In writing the play, Hunter drew on his own life, not only as a writing teacher but as a gay man who at one point had struggled with fundamentalist religious attitudes and found himself overeating during his teen and young-adult years. He felt he needed to balance the essential humanism of the work with a realistic portrayal of Charlie’s crisis.
“I went through a period of time in my life when I was self-medicating with food,” Hunter said. “But I also knew that when I was writing the story I was writing about a very specific person. Charlie’s relationship with food is not the same as every person who is struggling with obesity.
“We also felt that it was a little necessary that, if we’re going to focus on the hopefulness and the light of the character, and his history of positivity and optimism and love of other people — that if we’re going to do that we can’t shy away from the darkness,” he said. “I think that’s fundamental to the story, and it’s something that’s so fundamental in Brendan’s performance — that he can hold deep joy and deep despair in the same moment.”
In an unobtrusive way, the movie is set in Moscow and the University of Idaho, and Hunter drew laughs from an appreciative Kenworthy crowd when he apologized that its few outdoor scenes were filmed in rural New York rather than Idaho. To do otherwise would simply have been too expensive.

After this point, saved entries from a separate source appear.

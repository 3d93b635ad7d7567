// /////////////////////////////////////////////////////////////////////////////
// CDC Relay
// Copyright (c) 2025 Michael Gardner, A Bit of Help, Inc.
// SPDX-License-Identifier: BSD-3-Clause
// See LICENSE file in the project root.
// /////////////////////////////////////////////////////////////////////////////

//! # Shutdown Coordination
//!
//! Manages graceful shutdown across the pipeline components.
//!
//! ## Shutdown sequence
//!
//! One external signal (SIGINT/SIGTERM) cancels a shared token. On
//! cancellation:
//!
//! 1. The dispatcher stops pulling from the commit-log tailer.
//! 2. Currently-sealed batches finish their commit attempt within a bounded
//!    drain deadline.
//! 3. Each sink worker closes its connection.
//! 4. In-progress retries are cancelled at their next backoff wakeup.
//!
//! The coordinator owns the token and the drain deadline; workers only see
//! cloned [`CancellationToken`]s.

use std::sync::atomic::{AtomicBool, Ordering};
use std::sync::Arc;
use std::time::Duration;
use tokio::sync::Notify;

/// Default drain deadline for in-flight batches (in seconds).
pub const DEFAULT_DRAIN_DEADLINE_SECS: u64 = 10;

/// Cancellation token for signaling shutdown.
///
/// Lightweight clone-able token passed to the tailer loop, the dispatcher,
/// and each sink worker. `cancelled()` is level-triggered: it returns
/// immediately once the token has been cancelled, no matter how late a
/// worker starts waiting.
#[derive(Clone)]
pub struct CancellationToken {
    /// Shared cancellation flag
    cancelled: Arc<AtomicBool>,
    /// Notification for waiters
    notify: Arc<Notify>,
}

impl CancellationToken {
    fn new() -> Self {
        Self {
            cancelled: Arc::new(AtomicBool::new(false)),
            notify: Arc::new(Notify::new()),
        }
    }

    /// Creates a standalone token, useful in tests that do not need a full
    /// coordinator.
    pub fn standalone() -> Self {
        Self::new()
    }

    /// Cancel this token.
    pub fn cancel(&self) {
        self.cancelled.store(true, Ordering::SeqCst);
        self.notify.notify_waiters();
    }

    /// Check if cancelled (non-blocking).
    pub fn is_cancelled(&self) -> bool {
        self.cancelled.load(Ordering::SeqCst)
    }

    /// Wait for cancellation (async).
    pub async fn cancelled(&self) {
        // Re-check after arming the notification so a cancel between the
        // first check and `notified().await` is not lost.
        loop {
            if self.is_cancelled() {
                return;
            }
            let notified = self.notify.notified();
            if self.is_cancelled() {
                return;
            }
            notified.await;
        }
    }
}

impl std::fmt::Debug for CancellationToken {
    fn fmt(&self, f: &mut std::fmt::Formatter<'_>) -> std::fmt::Result {
        f.debug_struct("CancellationToken")
            .field("cancelled", &self.is_cancelled())
            .finish()
    }
}

/// Shutdown coordinator with drain-deadline enforcement.
///
/// The drain deadline bounds how long sealed batches may keep committing
/// after the shutdown signal; past the deadline the process exits and
/// uncommitted work is recovered on restart via the persisted offsets.
#[derive(Clone)]
pub struct ShutdownCoordinator {
    /// Cancellation token for the shutdown signal
    token: CancellationToken,

    /// Deadline for draining sealed batches
    drain_deadline: Duration,

    /// Shutdown initiated flag
    shutdown_initiated: Arc<AtomicBool>,

    /// Notification for shutdown completion
    shutdown_complete: Arc<Notify>,
}

impl ShutdownCoordinator {
    /// Create a new shutdown coordinator.
    ///
    /// # Arguments
    ///
    /// * `drain_deadline` - Maximum time to let in-flight batches finish
    pub fn new(drain_deadline: Duration) -> Self {
        Self {
            token: CancellationToken::new(),
            drain_deadline,
            shutdown_initiated: Arc::new(AtomicBool::new(false)),
            shutdown_complete: Arc::new(Notify::new()),
        }
    }

    /// Get a cancellation token to pass to async tasks.
    pub fn token(&self) -> CancellationToken {
        self.token.clone()
    }

    /// The configured drain deadline.
    pub fn drain_deadline(&self) -> Duration {
        self.drain_deadline
    }

    /// Check if shutdown has been initiated.
    pub fn is_shutting_down(&self) -> bool {
        self.shutdown_initiated.load(Ordering::SeqCst)
    }

    /// Initiate graceful shutdown: set the flag and cancel all tokens.
    pub fn initiate_shutdown(&self) {
        if self
            .shutdown_initiated
            .compare_exchange(false, true, Ordering::SeqCst, Ordering::SeqCst)
            .is_ok()
        {
            tracing::info!(
                "Initiating graceful shutdown (drain deadline: {:?})",
                self.drain_deadline
            );
            self.token.cancel();
        }
    }

    /// Wait for shutdown to complete within the drain deadline.
    ///
    /// Returns `true` if all components drained in time, `false` if the
    /// deadline expired and the shutdown was forced.
    pub async fn wait_for_drain(&self) -> bool {
        if !self.is_shutting_down() {
            tracing::warn!("wait_for_drain called but shutdown not initiated");
            return true;
        }

        tokio::select! {
            _ = self.shutdown_complete.notified() => {
                tracing::info!("Shutdown completed gracefully");
                true
            }
            _ = tokio::time::sleep(self.drain_deadline) => {
                tracing::warn!("Drain deadline expired, forcing shutdown");
                false
            }
        }
    }

    /// Signal that all components have finished draining.
    pub fn complete_shutdown(&self) {
        self.shutdown_complete.notify_waiters();
    }

    /// Installs SIGINT/SIGTERM handlers that initiate shutdown.
    ///
    /// Spawned once from the binary entry point; subsequent signals are
    /// absorbed by the idempotent `initiate_shutdown`.
    pub fn listen_for_signals(&self) -> tokio::task::JoinHandle<()> {
        let coordinator = self.clone();
        tokio::spawn(async move {
            let ctrl_c = tokio::signal::ctrl_c();

            #[cfg(unix)]
            {
                let mut sigterm = match tokio::signal::unix::signal(
                    tokio::signal::unix::SignalKind::terminate(),
                ) {
                    Ok(stream) => stream,
                    Err(error) => {
                        tracing::error!("Failed to install SIGTERM handler: {}", error);
                        if ctrl_c.await.is_ok() {
                            coordinator.initiate_shutdown();
                        }
                        return;
                    }
                };

                tokio::select! {
                    _ = ctrl_c => tracing::info!("SIGINT received"),
                    _ = sigterm.recv() => tracing::info!("SIGTERM received"),
                }
            }

            #[cfg(not(unix))]
            {
                if ctrl_c.await.is_ok() {
                    tracing::info!("Ctrl-C received");
                }
            }

            coordinator.initiate_shutdown();
        })
    }
}

impl Default for ShutdownCoordinator {
    fn default() -> Self {
        Self::new(Duration::from_secs(DEFAULT_DRAIN_DEADLINE_SECS))
    }
}
// /////////////////////////////////////////////////////////////////////////////
// CDC Relay
// Copyright (c) 2025 Michael Gardner, A Bit of Help, Inc.
// SPDX-License-Identifier: BSD-3-Clause
// See LICENSE file in the project root.
// /////////////////////////////////////////////////////////////////////////////

//! Schema incompatibility pauses exactly one table: the widened table keeps
//! delivering while the narrowed one dead-letters, and registering a
//! compatible successor resumes it.

use std::sync::Arc;
use std::time::Duration;

use serde_json::json;

use crate::common::{wait_for, write_segment, Harness};
use cdc_relay::infrastructure::sinks::MemorySink;
use cdc_relay_domain::entities::change_event::{ColumnMap, EventType};
use cdc_relay_domain::entities::schema_version::ColumnDef;
use cdc_relay_domain::{ChangeEvent, Destination, EventSink};

fn event_for(table: &str, id: u32, timestamp: i64) -> ChangeEvent {
    let mut pk = ColumnMap::new();
    pk.insert("id".to_string(), json!(i64::from(id)));
    let mut columns = ColumnMap::new();
    columns.insert("v".to_string(), json!(format!("value-{id}")));
    ChangeEvent::new(
        EventType::Insert,
        table,
        "ecommerce",
        pk,
        ColumnMap::new(),
        columns,
        timestamp,
        None,
    )
    .unwrap()
}

fn columns(value_type: &str) -> Vec<ColumnDef> {
    vec![
        ColumnDef::partition("id", "int"),
        ColumnDef::regular("v", value_type),
    ]
}

/// Table `users` evolves int -> bigint (compatible widening); table
/// `sessions` evolves text -> int (incompatible narrowing). Ten events
/// each: all ten users events deliver, all ten sessions events dead-letter
/// with `schema_incompatibility`, and only the users offset advances.
#[tokio::test]
async fn test_incompatibility_pauses_one_table_only() {
    let mut harness = Harness::new();
    harness.settings.pipeline.tables = vec![
        "ecommerce.users".to_string(),
        "ecommerce.sessions".to_string(),
    ];

    // users: v1 {id:int, v:int} -> v2 {id:int, v:bigint}, widening.
    harness
        .registry
        .evolve("ecommerce", "users", columns("int"), vec!["id".to_string()], vec![])
        .unwrap();
    harness
        .registry
        .evolve("ecommerce", "users", columns("bigint"), vec!["id".to_string()], vec![])
        .unwrap();

    // sessions: v1 {id:int, v:text} -> v2 {id:int, v:int}, narrowing.
    harness
        .registry
        .evolve("ecommerce", "sessions", columns("text"), vec!["id".to_string()], vec![])
        .unwrap();
    harness
        .registry
        .evolve("ecommerce", "sessions", columns("int"), vec!["id".to_string()], vec![])
        .unwrap();

    assert!(!harness.registry.is_paused("ecommerce", "users"));
    assert!(harness.registry.is_paused("ecommerce", "sessions"));

    let mut events = Vec::new();
    for i in 0..10 {
        events.push(event_for("users", i, 1_000_000 + i64::from(i)));
        events.push(event_for("sessions", i, 1_000_000 + i64::from(i)));
    }
    write_segment(&harness.commitlog_dir(), "CommitLog-7-100.log", &events);

    let sink = Arc::new(MemorySink::new(Destination::Relational));
    let running = harness
        .spawn(vec![sink.clone() as Arc<dyn EventSink>])
        .await;
    {
        let sink = sink.clone();
        wait_for("users events committed", Duration::from_secs(10), move || {
            sink.committed_count("users", "ecommerce") >= 10
        })
        .await;
    }
    // All ten sessions events must be dead-lettered before shutdown, too.
    let dlq = harness.dlq_reader().await;
    let deadline = tokio::time::Instant::now() + Duration::from_secs(10);
    loop {
        if dlq.count_events(Some(Destination::Relational)).await.unwrap() >= 10 {
            break;
        }
        assert!(
            tokio::time::Instant::now() < deadline,
            "timed out waiting for sessions events in the DLQ"
        );
        tokio::time::sleep(Duration::from_millis(10)).await;
    }
    let summary = running.stop().await.unwrap();

    // All users events delivered, no sessions event reached the sink.
    assert_eq!(sink.row_count("users"), 10);
    assert_eq!(sink.row_count("sessions"), 0);

    // users offset advanced; sessions offset did not.
    assert_eq!(sink.committed_count("users", "ecommerce"), 10);
    assert_eq!(sink.committed_count("sessions", "ecommerce"), 0);

    // Every sessions event is in the DLQ with the incompatibility tag.
    let dlq = harness.dlq_reader().await;
    let records = dlq.read_records(Some(Destination::Relational)).await.unwrap();
    let incompatible: Vec<_> = records
        .iter()
        .filter(|record| record.error_type == "schema_incompatibility")
        .collect();
    assert_eq!(incompatible.len(), 10);
    assert!(incompatible.iter().all(|record| record.table_name == "sessions"));

    assert_eq!(summary.events_dead_lettered, 10);
}

/// Registering a fully-compatible successor version resumes a paused table.
#[tokio::test]
async fn test_compatible_successor_resumes_delivery() {
    let mut harness = Harness::new();
    harness.settings.pipeline.tables = vec!["ecommerce.sessions".to_string()];

    harness
        .registry
        .evolve("ecommerce", "sessions", columns("text"), vec!["id".to_string()], vec![])
        .unwrap();
    harness
        .registry
        .evolve("ecommerce", "sessions", columns("int"), vec!["id".to_string()], vec![])
        .unwrap();
    assert!(harness.registry.is_paused("ecommerce", "sessions"));

    // The incompatible version dead-letters the first event.
    write_segment(
        &harness.commitlog_dir(),
        "CommitLog-7-100.log",
        &[event_for("sessions", 1, 1_000_000)],
    );

    let sink = Arc::new(MemorySink::new(Destination::Relational));
    let running = harness
        .spawn(vec![sink.clone() as Arc<dyn EventSink>])
        .await;

    let dlq = harness.dlq_reader().await;
    let deadline = tokio::time::Instant::now() + Duration::from_secs(10);
    loop {
        if dlq.count_events(Some(Destination::Relational)).await.unwrap() >= 1 {
            break;
        }
        assert!(tokio::time::Instant::now() < deadline, "no DLQ record");
        tokio::time::sleep(Duration::from_millis(10)).await;
    }

    // v3 widens int -> bigint: the table resumes and new events deliver.
    harness
        .registry
        .evolve("ecommerce", "sessions", columns("bigint"), vec!["id".to_string()], vec![])
        .unwrap();
    assert!(!harness.registry.is_paused("ecommerce", "sessions"));

    write_segment(
        &harness.commitlog_dir(),
        "CommitLog-7-200.log",
        &[event_for("sessions", 2, 1_000_001)],
    );
    {
        let sink = sink.clone();
        wait_for("post-resume event committed", Duration::from_secs(10), move || {
            sink.row_count("sessions") == 1
        })
        .await;
    }
    running.stop().await.unwrap();

    assert_eq!(sink.committed_count("sessions", "ecommerce"), 1);
}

But the project extends Hunter’s unique rapport with his home state, where virtually all his plays have been set — but not necessarily so.
“Over the years, I think it’s become more of a — this is going to sound super-pretentious, so please forgive me — but like an organizational principle for my larger body of work,” he said. “It allows me to feel like I’m writing short stories in this same collection, that they speak to one another. They dovetail off one another, both in terms of character and theme.”
The 30-minute Q&A at the movie theater, featuring a screen-size image of the typically articulate and self-effacing Hunter, presumably from his home in Manhattan, was based on viewers’ online questions. But they’d been collected and condensed by the emcee, Kenworthy Executive Director Colin Mannex, who voiced them in ways this Hunter-centric crowd seemed to enjoy.
When Mannex broached religion, Hunter was clearly in his element. But he was also hilariously evocative of how tricky a subject it’s become.
“I’m just really interested in that,” he said. “I don’t think we talk about it enough. I think people are really reticent to talk about American Christianity today. Whenever I have a meeting with a television executive and they say, ‘What kind of a show do you want to make?’ I always say I want to make a 30-minute dramedy about modern evangelicals. And you can just see the blood draining from their face. There’s just this, ‘We can’t talk about that.’ It’s weirdly provocative to talk about religion, which is insane to me. All this stuff about sex and violence has become so commonplace that the real provocation is now talking about a Christian.
“We need to become better at it,” he said, “because it’s a huge part of American life, whether you like it or not.”